Diffuse large B-cell lymphoma (DLBCL) care involves the use of a specific staging system. Expert Dr. Loretta Nastoupil shares insight about the DLBCL staging system and explains what is occurring in the body during each stage.
Dr. Loretta Nastoupil is Director of the Lymphoma Outcomes Database in the Department of Lymphoma/Myeloma at The University of Texas MD Anderson Cancer Center. Learn more about Dr. Nastoupil, here.
What are the stages of DLBCL?
So, we currently use what’s called the Ann Arbor staging system. And, again, this is very different from the staging applied in solid tumors.

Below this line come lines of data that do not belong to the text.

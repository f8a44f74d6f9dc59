//! Layered configuration loading.

use std::env;
use std::fs;
use std::path::Path;

use serde_json::Value;

use crate::{ConfigError, CourierConfig, LogFormat};

/// Prefix used by [`ConfigLoader::with_default_env`].
pub const DEFAULT_ENV_PREFIX: &str = "COURIER";

/// Loads a [`CourierConfig`] in layers, later layers overriding earlier
/// ones:
/// 1. defaults or a preset
/// 2. TOML or JSON files and inline strings, each overriding only the
///    keys it sets
/// 3. environment variables named `PREFIX__SECTION__KEY`
///
/// ```no_run
/// use courier_config::ConfigLoader;
///
/// # fn main() -> Result<(), courier_config::ConfigError> {
/// let config = ConfigLoader::new()
///     .with_optional_file("courier.toml")?
///     .with_dotenv()?
///     .with_env_prefix("COURIER")
///     .load()?;
///
/// println!("listening on {}", config.server.bind_addr);
/// # Ok(())
/// # }
/// ```
#[derive(Debug)]
pub struct ConfigLoader {
    config: CourierConfig,
    env_prefix: Option<String>,
}

impl Default for ConfigLoader {
    fn default() -> Self {
        Self::new()
    }
}

impl ConfigLoader {
    /// Starts from the default configuration.
    #[must_use]
    pub fn new() -> Self {
        Self {
            config: CourierConfig::default(),
            env_prefix: None,
        }
    }

    /// Starts from [`CourierConfig::development`].
    #[must_use]
    pub fn with_development(mut self) -> Self {
        self.config = CourierConfig::development();
        self
    }

    /// Starts from [`CourierConfig::production`].
    #[must_use]
    pub fn with_production(mut self) -> Self {
        self.config = CourierConfig::production();
        self
    }

    /// Loads a `.toml` or `.json` file.
    ///
    /// Keys the file sets override the configuration loaded so far; keys
    /// it omits keep their current values.
    ///
    /// # Errors
    ///
    /// Returns `ConfigError` if the file is missing or unreadable, has an
    /// unsupported extension, does not parse, or has unknown fields.
    pub fn with_file<P: AsRef<Path>>(mut self, path: P) -> Result<Self, ConfigError> {
        let path = path.as_ref();
        if !path.exists() {
            return Err(ConfigError::file_not_found(path));
        }

        let content = fs::read_to_string(path).map_err(|e| ConfigError::read_error(path, e))?;
        let format = path
            .extension()
            .and_then(|e| e.to_str())
            .ok_or_else(|| ConfigError::UnsupportedFormat(path.display().to_string()))?;
        self.overlay(&content, format)?;
        Ok(self)
    }

    /// Loads a file if it exists.
    ///
    /// # Errors
    ///
    /// Same as [`with_file`](Self::with_file) when the file exists.
    pub fn with_optional_file<P: AsRef<Path>>(self, path: P) -> Result<Self, ConfigError> {
        if path.as_ref().exists() {
            self.with_file(path)
        } else {
            Ok(self)
        }
    }

    /// Overlays configuration text in `format` (`"toml"` or `"json"`), like
    /// [`with_file`](Self::with_file).
    ///
    /// ```
    /// use courier_config::ConfigLoader;
    ///
    /// let config = ConfigLoader::new()
    ///     .with_string("[server]\npath = \"/ws\"", "toml")
    ///     .unwrap()
    ///     .load()
    ///     .unwrap();
    /// assert_eq!(config.server.path, "/ws");
    /// ```
    ///
    /// # Errors
    ///
    /// Returns `ConfigError` if the format is unsupported or parsing fails.
    pub fn with_string(mut self, content: &str, format: &str) -> Result<Self, ConfigError> {
        self.overlay(content, format)?;
        Ok(self)
    }

    fn overlay(&mut self, content: &str, format: &str) -> Result<(), ConfigError> {
        let overrides = parse(content, format)?;
        let mut merged = serde_json::to_value(&self.config)?;
        merge(&mut merged, overrides);
        self.config = serde_json::from_value(merged)?;
        Ok(())
    }

    /// Reads overrides from variables named `PREFIX__SECTION__KEY` when
    /// loading, e.g. `COURIER__SERVER__BIND_ADDR=127.0.0.1:4000`.
    #[must_use]
    pub fn with_env_prefix(mut self, prefix: &str) -> Self {
        self.env_prefix = Some(prefix.to_uppercase());
        self
    }

    /// [`with_env_prefix`](Self::with_env_prefix) with [`DEFAULT_ENV_PREFIX`].
    #[must_use]
    pub fn with_default_env(self) -> Self {
        self.with_env_prefix(DEFAULT_ENV_PREFIX)
    }

    /// Loads a `.env` file from the working directory or its parents into
    /// the process environment. A missing file is not an error.
    ///
    /// # Errors
    ///
    /// Returns `ConfigError::Dotenv` if a `.env` file exists but cannot be
    /// parsed.
    pub fn with_dotenv(self) -> Result<Self, ConfigError> {
        match dotenvy::dotenv() {
            Ok(_) => Ok(self),
            Err(e) if e.not_found() => Ok(self),
            Err(e) => Err(ConfigError::Dotenv(e.to_string())),
        }
    }

    /// Applies environment overrides and validates.
    ///
    /// # Errors
    ///
    /// Returns `ConfigError` if an override does not parse or the result
    /// fails [`CourierConfig::validate`].
    pub fn load(self) -> Result<CourierConfig, ConfigError> {
        let config = self.load_unvalidated()?;
        config.validate()?;
        Ok(config)
    }

    /// Applies environment overrides without validating.
    ///
    /// # Errors
    ///
    /// Returns `ConfigError` if an override does not parse.
    pub fn load_unvalidated(mut self) -> Result<CourierConfig, ConfigError> {
        if let Some(prefix) = self.env_prefix.take() {
            self.apply_env_vars(&prefix, env::vars())?;
        }
        Ok(self.config)
    }

    fn apply_env_vars(
        &mut self,
        prefix: &str,
        vars: impl IntoIterator<Item = (String, String)>,
    ) -> Result<(), ConfigError> {
        let head = format!("{prefix}__");
        for (key, value) in vars {
            if let Some(path) = key.strip_prefix(&head) {
                self.apply_env_var(&key, path, &value)?;
            }
        }
        Ok(())
    }

    fn apply_env_var(&mut self, key: &str, path: &str, value: &str) -> Result<(), ConfigError> {
        let parts: Vec<&str> = path.split("__").collect();
        let server = &mut self.config.server;
        let telemetry = &mut self.config.telemetry;

        match parts.as_slice() {
            ["SERVER", "BIND_ADDR"] => server.bind_addr = value.to_string(),
            ["SERVER", "PATH"] => server.path = value.to_string(),
            ["SERVER", "SHUTDOWN_TIMEOUT_SECS"] => {
                server.shutdown_timeout_secs = value
                    .parse()
                    .map_err(|_| ConfigError::env_parse_error(key, "expected integer"))?;
            }
            ["SERVER", "MAX_MESSAGE_SIZE"] => {
                server.max_message_size = value
                    .parse()
                    .map_err(|_| ConfigError::env_parse_error(key, "expected integer"))?;
            }

            ["TELEMETRY", "SERVICE_NAME"] => telemetry.service_name = value.to_string(),

            ["TELEMETRY", "LOGGING", "ENABLED"] => {
                telemetry.logging.enabled = parse_bool(key, value)?;
            }
            ["TELEMETRY", "LOGGING", "LEVEL"] => telemetry.logging.level = value.to_string(),
            ["TELEMETRY", "LOGGING", "FORMAT"] => {
                telemetry.logging.format = match value.to_lowercase().as_str() {
                    "json" => LogFormat::Json,
                    "pretty" => LogFormat::Pretty,
                    _ => return Err(ConfigError::env_parse_error(key, "expected 'json' or 'pretty'")),
                };
            }
            ["TELEMETRY", "LOGGING", "INCLUDE_LOCATION"] => {
                telemetry.logging.include_location = parse_bool(key, value)?;
            }

            ["TELEMETRY", "METRICS", "ENABLED"] => {
                telemetry.metrics.enabled = parse_bool(key, value)?;
            }
            ["TELEMETRY", "METRICS", "ADDR"] => telemetry.metrics.addr = value.to_string(),

            // Unknown keys are left to other consumers of the prefix.
            _ => {}
        }
        Ok(())
    }
}

// The layer's own keys. It is checked against the schema on its own first,
// so unknown fields are reported in the layer's format.
fn parse(content: &str, format: &str) -> Result<Value, ConfigError> {
    match format.to_lowercase().as_str() {
        "toml" => {
            toml::from_str::<CourierConfig>(content)?;
            Ok(toml::from_str(content)?)
        }
        "json" => {
            serde_json::from_str::<CourierConfig>(content)?;
            Ok(serde_json::from_str(content)?)
        }
        other => Err(ConfigError::UnsupportedFormat(other.to_string())),
    }
}

fn merge(base: &mut Value, overrides: Value) {
    match (base, overrides) {
        (Value::Object(base), Value::Object(overrides)) => {
            for (key, value) in overrides {
                match base.get_mut(&key) {
                    Some(slot) => merge(slot, value),
                    None => {
                        base.insert(key, value);
                    }
                }
            }
        }
        (base, value) => *base = value,
    }
}

fn parse_bool(key: &str, value: &str) -> Result<bool, ConfigError> {
    match value.to_lowercase().as_str() {
        "true" | "1" | "yes" | "on" => Ok(true),
        "false" | "0" | "no" | "off" => Ok(false),
        _ => Err(ConfigError::env_parse_error(key, "expected boolean")),
    }
}

#[cfg(test)]
mod tests {
    use super::*;

    fn vars(pairs: &[(&str, &str)]) -> Vec<(String, String)> {
        pairs
            .iter()
            .map(|(k, v)| ((*k).to_string(), (*v).to_string()))
            .collect()
    }

    #[test]
    fn test_loader_defaults() {
        let config = ConfigLoader::new().load().unwrap();
        assert_eq!(config, CourierConfig::default());
    }

    #[test]
    fn test_loader_presets() {
        let config = ConfigLoader::new().with_development().load().unwrap();
        assert_eq!(config.telemetry.logging.format, LogFormat::Pretty);

        let config = ConfigLoader::new().with_production().load().unwrap();
        assert!(config.telemetry.metrics.enabled);
    }

    #[test]
    fn test_with_string_json() {
        let json = r#"{"server": {"bind_addr": "127.0.0.1:4000"}}"#;
        let config = ConfigLoader::new().with_string(json, "json").unwrap().load().unwrap();
        assert_eq!(config.server.bind_addr, "127.0.0.1:4000");
        assert_eq!(config.server.path, "/");
    }

    #[test]
    fn test_layers_override_only_their_keys() {
        let config = ConfigLoader::new()
            .with_development()
            .with_string("[server]\npath = \"/chat\"\n[telemetry]\nservice_name = \"chat\"", "toml")
            .unwrap()
            .with_string(r#"{"telemetry": {"logging": {"level": "warn"}}}"#, "json")
            .unwrap()
            .load()
            .unwrap();

        assert_eq!(config.server.path, "/chat");
        assert_eq!(config.server.bind_addr, "127.0.0.1:3000");
        assert_eq!(config.telemetry.service_name, "chat");
        assert_eq!(config.telemetry.logging.level, "warn");
        assert_eq!(config.telemetry.logging.format, LogFormat::Pretty);
    }

    #[test]
    fn test_with_string_unknown_field() {
        let toml = "[server]\nport = 80";
        let err = ConfigLoader::new().with_string(toml, "toml").unwrap_err();
        assert!(matches!(err, ConfigError::TomlError(_)));
    }

    #[test]
    fn test_with_string_unsupported_format() {
        let err = ConfigLoader::new().with_string("a: b", "yaml").unwrap_err();
        assert_eq!(err.to_string(), "unsupported configuration format: yaml");
    }

    #[test]
    fn test_missing_file() {
        let err = ConfigLoader::new().with_file("/nonexistent/courier.toml").unwrap_err();
        assert!(matches!(err, ConfigError::FileNotFound { .. }));

        let config = ConfigLoader::new()
            .with_optional_file("/nonexistent/courier.toml")
            .unwrap()
            .load()
            .unwrap();
        assert_eq!(config, CourierConfig::default());
    }

    #[test]
    fn test_env_overrides() {
        let mut loader = ConfigLoader::new();
        loader
            .apply_env_vars(
                "COURIER",
                vars(&[
                    ("COURIER__SERVER__BIND_ADDR", "127.0.0.1:4000"),
                    ("COURIER__SERVER__PATH", "/ws"),
                    ("COURIER__SERVER__MAX_MESSAGE_SIZE", "1024"),
                    ("COURIER__TELEMETRY__LOGGING__FORMAT", "Pretty"),
                    ("COURIER__TELEMETRY__METRICS__ENABLED", "on"),
                    ("COURIER__SOMETHING__ELSE", "ignored"),
                    ("COURIERX__SERVER__PATH", "/not-ours"),
                    ("PATH", "/usr/bin"),
                ]),
            )
            .unwrap();

        let config = loader.load_unvalidated().unwrap();
        assert_eq!(config.server.bind_addr, "127.0.0.1:4000");
        assert_eq!(config.server.path, "/ws");
        assert_eq!(config.server.max_message_size, 1024);
        assert_eq!(config.telemetry.logging.format, LogFormat::Pretty);
        assert!(config.telemetry.metrics.enabled);
    }

    #[test]
    fn test_env_parse_failures() {
        let mut loader = ConfigLoader::new();
        let err = loader
            .apply_env_vars("COURIER", vars(&[("COURIER__SERVER__SHUTDOWN_TIMEOUT_SECS", "soon")]))
            .unwrap_err();
        assert!(err.to_string().contains("COURIER__SERVER__SHUTDOWN_TIMEOUT_SECS"));

        let err = loader
            .apply_env_vars("COURIER", vars(&[("COURIER__TELEMETRY__LOGGING__ENABLED", "maybe")]))
            .unwrap_err();
        assert!(err.to_string().contains("expected boolean"));
    }

    #[test]
    fn test_load_validates() {
        let err = ConfigLoader::new()
            .with_string("[server]\npath = \"ws\"", "toml")
            .unwrap()
            .load()
            .unwrap_err();
        assert!(matches!(err, ConfigError::InvalidValue { .. }));
    }
}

And so, the way we define stage is based off where the tumor is in relationship to the diaphragm. So, if you have the disease just in lymph nodes and it’s all confined to one side of the diaphragm, it’s either going to be stage I or II. And how we distinguish between I or II is just really not are they in close proximity and something that we would fit in one radiation field.
If you have disease that’s above and below the diaphragm, that’s generally at least stage III. stage IV is generally when it’s now outside of the lymph node. So, what we call extranodal location. So, those are generally organs, lung, liver, skin, bone, etcetera.
It can be very complicated in that you could have just one extranodal site. So, say you just have stomach involvement, or you just have one area of the bone. That could be a 1E.
So, it’s important to recognize every patient has a stage. What that means is whether or not we would give a full course of therapy in terms of systemic treatment that goes through the vein or maybe a shortened course in radiation is dependent on that stage.